I’m thrilled that Entre Ville and in absentia appear together in this collection. In many ways, they are the before and after pictures of my old neighbourhood, Mile End, Montreal, where I lived for seventeen years.

Entre Ville was commissioned in 2006 by OBORO, an artist-run centre in Montreal, on the occasion of the 50th anniversary of the Conseil des Arts de Montreal. Although I had lived in Montreal for 15 years at the time of the commission, Entre Ville was my first major work about my adopted city. It took me that long to learn the vocabulary. I don’t mean French, or Greek, Italian, Portuguese, Yiddish or any of the other languages spoken in my neighbourhood. I refer, rather, to a visual, tactile, aural, sensorial vocabulary. My home office window opens into a jumbled intimacy of back balconies, yards, gardens and alleyways. Daily my dog and I walk through this interior city sniffing out stories. Poetry is not hard to find between the long lines of peeling-paint fences plastered with notices, spray painted with bright abstractions and draped with trailing vines. Entre Ville is a web-based heat-wave poem presented in the vernacular of my neighbourhood, where cooking smells, noisy neighbours and laundry lines crisscross the alleyway one sentence at a time.

In an intimacy
born of proximity
the old Greek lady and I
go about our business.
Foul-mouthed for seventy,
her first-floor curses fill
my second-floor apartment;
her constant commentary
punctuates my day.

Six months after the launch of Entre Ville, the “star” of Entre Ville, “the old Greek lady,” was evicted from the apartment where she and her husband had lived for twenty-three years. Many long-time low-income tenants were being forced out of the neighbourhood. Fiction was the only way I felt I could give voice to their stories. Our stories – I felt certain my time would come soon enough.

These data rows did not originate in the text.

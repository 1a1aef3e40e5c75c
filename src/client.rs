use std::net::SocketAddr;
use std::sync::Arc;

use rustls::client::danger::{
    HandshakeSignatureValid, ServerCertVerified, ServerCertVerifier,
};
use rustls::crypto::CryptoProvider;
use rustls::pki_types::{CertificateDer, ServerName, UnixTime};
use rustls::{DigitallySignedStruct, RootCertStore};
use url::Url;

use crate::{ClientError, Session, ALPN_H3};

/// Construct a WebTransport [Client] using sane defaults.
pub struct ClientBuilder {
    roots: RootCertStore,
    no_verify: bool,
}

impl ClientBuilder {
    /// Create a Client builder, which can be used to establish multiple [Session]s.
    pub fn new() -> Self {
        Self {
            roots: RootCertStore::empty(),
            no_verify: false,
        }
    }

    /// Trust the given root certificates when verifying the server.
    pub fn with_root_certificates(mut self, roots: RootCertStore) -> Self {
        self.roots = roots;
        self
    }

    /// Trust a single server certificate, typically self-signed. Useful for tests.
    pub fn with_server_certificate(
        mut self,
        cert: CertificateDer<'static>,
    ) -> Result<Self, ClientError> {
        self.roots.add(cert).map_err(ClientError::Tls)?;
        Ok(self)
    }

    /// Skip certificate verification entirely. For development setups only.
    pub fn with_no_certificate_verification(mut self) -> Self {
        self.no_verify = true;
        self
    }

    pub fn build(self) -> Result<Client, ClientError> {
        let builder = rustls::ClientConfig::builder();
        let mut crypto = if self.no_verify {
            builder
                .dangerous()
                .with_custom_certificate_verifier(SkipServerVerification::new())
                .with_no_client_auth()
        } else {
            builder
                .with_root_certificates(self.roots)
                .with_no_client_auth()
        };
        crypto.alpn_protocols = vec![ALPN_H3.as_bytes().to_vec()];

        let crypto = quinn::crypto::rustls::QuicClientConfig::try_from(crypto)?;
        let config = quinn::ClientConfig::new(Arc::new(crypto));

        let endpoint = quinn::Endpoint::client("[::]:0".parse().unwrap())?;

        Ok(Client { endpoint, config })
    }
}

impl Default for ClientBuilder {
    fn default() -> Self {
        Self::new()
    }
}

/// A client for connecting to a WebTransport server.
pub struct Client {
    endpoint: quinn::Endpoint,
    config: quinn::ClientConfig,
}

impl Client {
    /// Manually create a client via a quinn endpoint and config.
    ///
    /// The ALPN MUST be set to [ALPN_H3].
    pub fn new(endpoint: quinn::Endpoint, config: quinn::ClientConfig) -> Self {
        Self { endpoint, config }
    }

    /// Connect to the server at the given `https` URL and perform the
    /// WebTransport handshake.
    pub async fn connect(&self, url: Url) -> Result<Session, ClientError> {
        let host = url.host_str().ok_or(ClientError::InvalidUrl)?.to_string();
        let port = url.port().unwrap_or(443);

        // Resolve the hostname, preferring whatever the resolver returns first.
        let addr: SocketAddr = tokio::net::lookup_host((host.as_str(), port))
            .await?
            .next()
            .ok_or(ClientError::InvalidUrl)?;

        let conn = self
            .endpoint
            .connect_with(self.config.clone(), addr, &host)?
            .await?;

        Session::connect_h3(conn, url).await
    }
}

/// Accepts any server certificate. Meant for development setups where the
/// broker presents a certificate for a hostname other than the one dialed.
#[derive(Debug)]
pub(crate) struct SkipServerVerification(Arc<CryptoProvider>);

impl SkipServerVerification {
    pub(crate) fn new() -> Arc<Self> {
        Arc::new(Self(Arc::new(rustls::crypto::ring::default_provider())))
    }
}

impl ServerCertVerifier for SkipServerVerification {
    fn verify_server_cert(
        &self,
        _end_entity: &CertificateDer<'_>,
        _intermediates: &[CertificateDer<'_>],
        _server_name: &ServerName<'_>,
        _ocsp_response: &[u8],
        _now: UnixTime,
    ) -> Result<ServerCertVerified, rustls::Error> {
        Ok(ServerCertVerified::assertion())
    }

    fn verify_tls12_signature(
        &self,
        message: &[u8],
        cert: &CertificateDer<'_>,
        dss: &DigitallySignedStruct,
    ) -> Result<HandshakeSignatureValid, rustls::Error> {
        rustls::crypto::verify_tls12_signature(
            message,
            cert,
            dss,
            &self.0.signature_verification_algorithms,
        )
    }

    fn verify_tls13_signature(
        &self,
        message: &[u8],
        cert: &CertificateDer<'_>,
        dss: &DigitallySignedStruct,
    ) -> Result<HandshakeSignatureValid, rustls::Error> {
        rustls::crypto::verify_tls13_signature(
            message,
            cert,
            dss,
            &self.0.signature_verification_algorithms,
        )
    }

    fn supported_verify_schemes(&self) -> Vec<rustls::SignatureScheme> {
        self.0.signature_verification_algorithms.supported_schemes()
    }
}
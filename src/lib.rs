//! A bridge between browser WebTransport sessions and an MQTT broker's QUIC
//! listener.
//!
//! Browsers cannot open raw QUIC connections, but they can open
//! [WebTransport](https://caniuse.com/webtransport) sessions, which are
//! layered on top of HTTP/3 and QUIC. Brokers such as EMQX accept MQTT
//! directly over QUIC with the `mqtt` ALPN. This crate bridges the two:
//! it terminates WebTransport sessions, and for every bidirectional stream a
//! client opens, dials one fresh QUIC connection to the broker and pumps
//! bytes in both directions without interpreting them.
//!
//! The crate also ships a minimal MQTT v5 codec ([`packet`]) and a native
//! client ([`MqttClient`]) speaking that codec over WebTransport, mirroring
//! what a browser client does with the JavaScript `WebTransport` API.
//!
//! # Limitations
//!
//! WebTransport is able to be pooled with HTTP/3 and multiple WebTransport
//! sessions. This crate avoids that complexity, doing the bare minimum to
//! support a single WebTransport session that owns the entire QUIC
//! connection. Likewise the relay is protocol-oblivious: it never parses,
//! validates, or reorders the MQTT bytes it carries.

mod bridge;
mod client;
mod config;
mod connect;
mod error;
mod mqtt_client;
pub mod packet;
mod recv;
mod relay;
mod send;
mod server;
mod session;
mod settings;
mod upstream;
pub mod varint;

#[cfg(test)]
mod tests;

pub use bridge::*;
pub use client::*;
pub use config::*;
pub use connect::*;
pub use error::*;
pub use mqtt_client::*;
pub use recv::*;
pub use relay::*;
pub use send::*;
pub use server::*;
pub use session::*;
pub use settings::*;
pub use upstream::*;

/// The HTTP/3 ALPN is required when negotiating the WebTransport-facing QUIC connection.
pub const ALPN_H3: &str = "h3";

/// The ALPN the broker expects on its QUIC listener.
pub const ALPN_MQTT: &str = "mqtt";

/// Re-export the http crate because it's in the public API.
pub use http;
/// Re-export quinn because connections and streams are in the public API.
pub use quinn;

in absentia is a multi-authored multi-lingual site-specific web-based writing project which addresses issues of gentrification and its erasures in the Mile End neighbourhood of Montreal. Faced with imminent eviction, I began to write as if I was no longer there, about a Mile End that was no longer there. I manipulated the Google Maps API to populated “real” satellite images of my neighbourhood with “fictional” characters and events. in absentia is a web “site” haunted by the stories of former residents of Mile End, a slightly fantastical world, a shared memory of the neighbourhood as it never really was but as it could have been. in absentia was created in 2008 with the support of the Canada Council for the Arts. It was presented by DARE-DARE Centre de diffusion d’art multidisciplinaire de Montréal. It launched June 24, 2008. New stories were added over the summer, in English and French. A closing party was held in conjunction with the launch of my novel, Words the Dog Knows, (conundrum press), at Sky Blue Door, November 7, 2008.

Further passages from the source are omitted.